• **ASSIGNED TASK**: All of the records are to be copied out exactly, with nothing left out.

• **DATA EXTRACTS**:
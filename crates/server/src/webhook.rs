use std::sync::Arc;

use axum::{
    body::Bytes,
    extract::State,
    http::StatusCode,
    response::{IntoResponse, Response},
    routing::post,
    Router,
};
use secrecy::{ExposeSecret, SecretString};
use tracing::{error, info, warn};
use uuid::Uuid;

use sift_core::domain::envelope::EventEnvelope;
use sift_core::errors::VerificationError;
use sift_slack::events::{EventContext, EventDispatcher, EventOutcome};

pub const EVENTS_PATH: &str = "/slack/events";

#[derive(Clone)]
pub struct WebhookState {
    verification_token: Arc<SecretString>,
    dispatcher: Arc<EventDispatcher>,
}

impl WebhookState {
    pub fn new(verification_token: SecretString, dispatcher: Arc<EventDispatcher>) -> Self {
        Self { verification_token: Arc::new(verification_token), dispatcher }
    }
}

pub fn router(state: WebhookState) -> Router {
    Router::new().route(EVENTS_PATH, post(receive_event)).with_state(state)
}

/// Verifies the envelope token, answers the handshake inline and acknowledges
/// everything else with 200 once the dispatcher returns.
pub async fn receive_event(State(state): State<WebhookState>, body: Bytes) -> Response {
    let envelope: EventEnvelope = match serde_json::from_slice(&body) {
        Ok(envelope) => envelope,
        Err(error) => {
            warn!(
                event_name = "webhook.payload.rejected",
                error = %error,
                "could not parse event envelope"
            );
            return (StatusCode::BAD_REQUEST, format!("invalid event payload: {error}"))
                .into_response();
        }
    };

    if let Err(error) = VerificationError::check(
        state.verification_token.expose_secret(),
        &envelope.verification_token,
    ) {
        warn!(
            event_name = "webhook.verification.failed",
            team_id = envelope.team_id.as_deref().unwrap_or("unknown"),
            "rejecting envelope with a foreign verification token"
        );
        return (StatusCode::FORBIDDEN, error.to_string()).into_response();
    }

    let ctx = EventContext { correlation_id: Uuid::new_v4().to_string() };
    let team_id = envelope.team_id.as_deref().unwrap_or("unknown");

    match state.dispatcher.dispatch(&envelope, &ctx).await {
        Ok(EventOutcome::Challenge(challenge)) => (StatusCode::OK, challenge).into_response(),
        Ok(outcome) => {
            info!(
                event_name = "webhook.event.handled",
                correlation_id = %ctx.correlation_id,
                team_id,
                outcome = ?outcome,
                "event handled"
            );
            StatusCode::OK.into_response()
        }
        Err(error) => {
            error!(
                event_name = "webhook.event.failed",
                correlation_id = %ctx.correlation_id,
                team_id,
                error_class = error.error_class(),
                error = %error,
                "event handling failed; acknowledging to avoid redelivery"
            );
            StatusCode::OK.into_response()
        }
    }
}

• **YOUR RESPONSE**:
filename crates/server/src/webhook.rs
use std::sync::Arc;

use axum::{
    body::Bytes,
    extract::State,
    http::StatusCode,
    response::{IntoResponse, Response},
    routing::post,
    Router,
};
use secrecy::{ExposeSecret, SecretString};
use tracing::{error, info, warn};
use uuid::Uuid;

use sift_core::domain::envelope::EventEnvelope;
use sift_core::errors::VerificationError;
use sift_slack::events::{EventContext, EventDispatcher, EventOutcome};

pub const EVENTS_PATH: &str = "/slack/events";

#[derive(Clone)]
pub struct WebhookState {
    verification_token: Arc<SecretString>,
    dispatcher: Arc<EventDispatcher>,
}

impl WebhookState {
    pub fn new(verification_token: SecretString, dispatcher: Arc<EventDispatcher>) -> Self {
        Self { verification_token: Arc::new(verification_token), dispatcher }
    }
}

pub fn router(state: WebhookState) -> Router {
    Router::new().route(EVENTS_PATH, post(receive_event)).with_state(state)
}

/// Verifies the envelope token, answers the handshake inline and acknowledges
/// everything else with 200 once the dispatcher returns.
pub async fn receive_event(State(state): State<WebhookState>, body: Bytes) -> Response {
    let envelope: EventEnvelope = match serde_json::from_slice(&body) {
        Ok(envelope) => envelope,
        Err(error) => {
            warn!(
                event_name = "webhook.payload.rejected",
                error = %error,
                "could not parse event envelope"
            );
            return (StatusCode::BAD_REQUEST, format!("invalid event payload: {error}"))
                .into_response();
        }
    };

    if let Err(error) = VerificationError::check(
        state.verification_token.expose_secret(),
        &envelope.verification_token,
    ) {
        warn!(
            event_name = "webhook.verification.failed",
            team_id = envelope.team_id.as_deref().unwrap_or("unknown"),
            "rejecting envelope with a foreign verification token"
        );
        return (StatusCode::FORBIDDEN, error.to_string()).into_response();
    }

    let ctx = EventContext { correlation_id: Uuid::new_v4().to_string() };
    let team_id = envelope.team_id.as_deref().unwrap_or("unknown");

    match state.dispatcher.dispatch(&envelope, &ctx).await {
        Ok(EventOutcome::Challenge(challenge)) => (StatusCode::OK, challenge).into_response(),
        Ok(outcome) => {
            info!(
                event_name = "webhook.event.handled",
                correlation_id = %ctx.correlation_id,
                team_id,
                outcome = ?outcome,
                "event handled"
            );
            StatusCode::OK.into_response()
        }
        Err(error) => {
            error!(
                event_name = "webhook.event.failed",
                correlation_id = %ctx.correlation_id,
                team_id,
                error_class = error.error_class(),
                error = %error,
                "event handling failed; acknowledging to avoid redelivery"
            );
            StatusCode::OK.into_response()
        }
    }
}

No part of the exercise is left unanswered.